Introduction: Pulmonary arterial hypertension (PAH) is a lethal vasculopathy characterized by sustained vasoconstriction and remodeling of pulmonary arteries. Excessive proliferation and reduced apoptosis of pulmonary artery smooth muscle cells (PASMCs) contribute to pulmonary artery remodeling, with limited efficacy of current pharmacotherapies. Increased DNA methylation (DNAm) has been implicated in pro-proliferative phenotypes and disease progression in cancer and cardiovascular diseases.

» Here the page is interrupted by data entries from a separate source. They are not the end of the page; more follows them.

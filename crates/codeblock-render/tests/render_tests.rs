//! Integration tests for code block rendering.

use codeblock_annotate::{Annotator, RegionScope};
use codeblock_render::{
    CodeBlockConfig, CodeBlockRenderer, Language, PlainTokenizer, SyntaxTokenizer,
};
use pretty_assertions::assert_eq;
use rstest::rstest;

const TRAINING_EXAMPLE: &str = r#"import torch
import replicate

def train():
    #highlight-start
    # Save training code and hyperparameters
    experiment = replicate.init(path=".", params={...})
    #highlight-end
    model = Model()

    for epoch in range(num_epochs):
        # ...

        torch.save(model, "model.pth")
        #highlight-start
        # Save a model weights and the metrics
        experiment.checkpoint(path="model.pth", metrics={...})
        #highlight-end"#;

fn python() -> CodeBlockConfig {
    CodeBlockConfig::new().with_language("python")
}

#[test]
fn test_training_example_lines() {
    let mut renderer = CodeBlockRenderer::default();
    let annotated = renderer.render_lines(TRAINING_EXAMPLE, &python());

    let visible: Vec<_> = annotated.iter().filter(|l| !l.exclude).collect();
    assert_eq!(visible.len(), 14);

    let emphasized: Vec<String> = visible
        .iter()
        .filter(|l| l.emphasize)
        .map(|l| l.line.text().trim().to_string())
        .collect();
    assert_eq!(
        emphasized,
        vec![
            "# Save training code and hyperparameters",
            r#"experiment = replicate.init(path=".", params={...})"#,
            "# Save a model weights and the metrics",
            r#"experiment.checkpoint(path="model.pth", metrics={...})"#,
        ]
    );
    assert!(!renderer.annotator().in_region());
}

#[test]
fn test_training_example_html_has_no_sentinels() {
    let mut renderer = CodeBlockRenderer::default();
    let html = renderer.render(TRAINING_EXAMPLE, &python());

    assert!(html.starts_with(r#"<div class="codeblock"><pre class="prism-code language-python">"#));
    assert!(!html.contains("highlight-start"));
    assert!(!html.contains("highlight-end"));
    assert_eq!(html.matches(r#"<div class="token-line line-highlight">"#).count(), 4);
    assert_eq!(html.matches(r#"<div class="token-line">"#).count(), 10);
}

#[test]
fn test_line_marker_removed_from_html() {
    let mut renderer = CodeBlockRenderer::default();
    let html = renderer.render("x = 1\ny = 2  # highlight-line", &python());

    assert!(!html.contains("highlight-line"));
    assert_eq!(html.matches(r#"<div class="token-line line-highlight">"#).count(), 1);

    let lines = renderer.render_lines("y = 2  # highlight-line", &python());
    assert_eq!(lines[0].line.text(), "y = 2  ");
    assert!(lines[0].line.tokens.iter().any(|t| t.content == "2" && t.has_type("number")));
}

#[test]
fn test_multiline_string_keeps_type_across_lines() {
    let mut renderer = CodeBlockRenderer::default();
    let code = concat!(
        "GREETING = \"\"\"\n",
        "Dear user  # not a comment\n",
        "\"\"\"\n",
        "print(GREETING)  # highlight-line",
    );
    let lines = renderer.render_lines(code, &python());

    assert!(lines[1].line.tokens.iter().all(|t| !t.has_type("comment")));
    assert!(lines[1].line.tokens.iter().any(|t| t.has_type("string")));
    assert!(lines[3].emphasize);
    assert_eq!(lines[3].line.text(), "print(GREETING)  ");
}

#[test]
fn test_html_escapes_token_text() {
    let mut renderer = CodeBlockRenderer::new(PlainTokenizer, Annotator::new());
    let html = renderer.render("if a < b && c > d:", &CodeBlockConfig::new());
    assert!(html.contains("if a &lt; b &amp;&amp; c &gt; d:"));
}

#[test]
fn test_copy_button_carries_unmodified_source() {
    let mut renderer = CodeBlockRenderer::default();
    let config = python().with_copy_button(true);
    let html = renderer.render("\n#highlight-start\nprint(\"hi\")\n#highlight-end\n", &config);

    assert!(html.contains(
        r##"<button class="copy-button" type="button" data-code="#highlight-start
print(&quot;hi&quot;)
#highlight-end">Copy</button>"##
    ));
}

#[test]
fn test_no_copy_button_by_default() {
    let mut renderer = CodeBlockRenderer::default();
    let html = renderer.render("print(1)", &python());
    assert!(!html.contains("copy-button"));
}

#[test]
fn test_custom_emphasis_class() {
    let annotator = Annotator::new().with_emphasis_class("hl");
    let mut renderer = CodeBlockRenderer::new(SyntaxTokenizer, annotator);
    let html = renderer.render("a # highlight-line", &python());
    assert!(html.contains(r#"<div class="token-line hl">"#));
}

#[test]
fn test_blank_lines_keep_height() {
    let mut renderer = CodeBlockRenderer::new(PlainTokenizer, Annotator::new());
    let html = renderer.render("a\n\nb", &CodeBlockConfig::new());
    assert!(html.contains("<div class=\"token-line\"><span class=\"token plain\">\n</span></div>"));
}

#[rstest]
#[case(RegionScope::PerBlock, false)]
#[case(RegionScope::Shared, true)]
fn test_region_scope_between_blocks(#[case] scope: RegionScope, #[case] bleeds: bool) {
    let mut renderer = CodeBlockRenderer::new(SyntaxTokenizer, Annotator::with_scope(scope));

    renderer.render("#highlight-start\nx = 1", &python());
    let second = renderer.render_lines("y = 2", &python());

    assert_eq!(second[0].emphasize, bleeds);
}

#[rstest]
#[case("language-python", Language::Python)]
#[case("language-shell-session", Language::ShellSession)]
#[case("language-rust", Language::Rust)]
#[case("", Language::PlainText)]
fn test_class_name_selects_pre_class(#[case] class_name: &str, #[case] expected: Language) {
    let mut renderer = CodeBlockRenderer::default();
    let html = renderer.render("x", &CodeBlockConfig::from_class_name(class_name));
    assert!(html.contains(&format!(r#"<pre class="prism-code language-{}">"#, expected.name())));
}

#[test]
fn test_shell_session_tokens_rendered() {
    let mut renderer = CodeBlockRenderer::default();
    let config = CodeBlockConfig::new().with_language("console");
    let html = renderer.render("$ replicate ls  # highlight-line\nEXPERIMENT  STARTED", &config);

    assert!(html.contains(r#"<span class="token shell-symbol">$</span>"#));
    assert!(html.contains(r#"<span class="token output">EXPERIMENT  STARTED</span>"#));
    assert!(html.contains(r#"<div class="token-line line-highlight">"#));
}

Hypothesis: We hypothesized that increased DNAm contributes to the pro-survival phenotype of PAH-PASMCs and that targeting DNA methylation could improve PAH development. Methods and Results: Our study revealed a global increase of DNAm in remodeled pulmonary arteries of human PAH patients and three preclinical models (namely monocrotaline, sugen hypoxia, Fawn hooded rats, p<0.05, immunofluorescence [IF] 5mc/SMA). In vitro, PAH-PASMCs exhibited elevated DNAm levels (IF 5mc, p<0.05), increased expression of DNA methyltransferases (DNMT1, DNMT3a; Western blot [WB], p<0.05), and decreased expression of DNA demethylase (TET2; WB, p<0.05). Consequently, hypomethylating drug Zebularine demonstrated dose-dependent reductions in PAH-PASMC proliferation (WB for surviving, plk1, MCM2; IF ki67, p<0.05) and increased apoptosis (WB for Bax/BCL2; IF annexinV, p<0.05,). Transcriptomic and gene ontology analyses indicated that these effects likely involve the downregulation of biological processes related to the cell cycle and mitosis. In vivo treatment with Zebularine (10 mg/kg, 2 weeks, intraperitoneal injection) improved PAH hemodynamics (e.g., decreased RVSP, vascular resistances, p<0.05), decreased PASMC methylation (IF 5mc/SMA, p<0.05) and proliferation (IF ki67/SMA, p<0.05), and mitigated adverse pulmonary vascular remodeling in two rodent models of the disease (monocrotaline and sugen hypoxia). Statistics: unpaired t test (2 groups), ANOVA (> 2 groups). Conclusions: Our findings demonstrate an association between increased DNA methylation and PAH development. Targeting DNAm represents a potential therapeutic avenue for PAH, as evidenced by the beneficial effects of Zebularine in improving PAH-related phenotypes.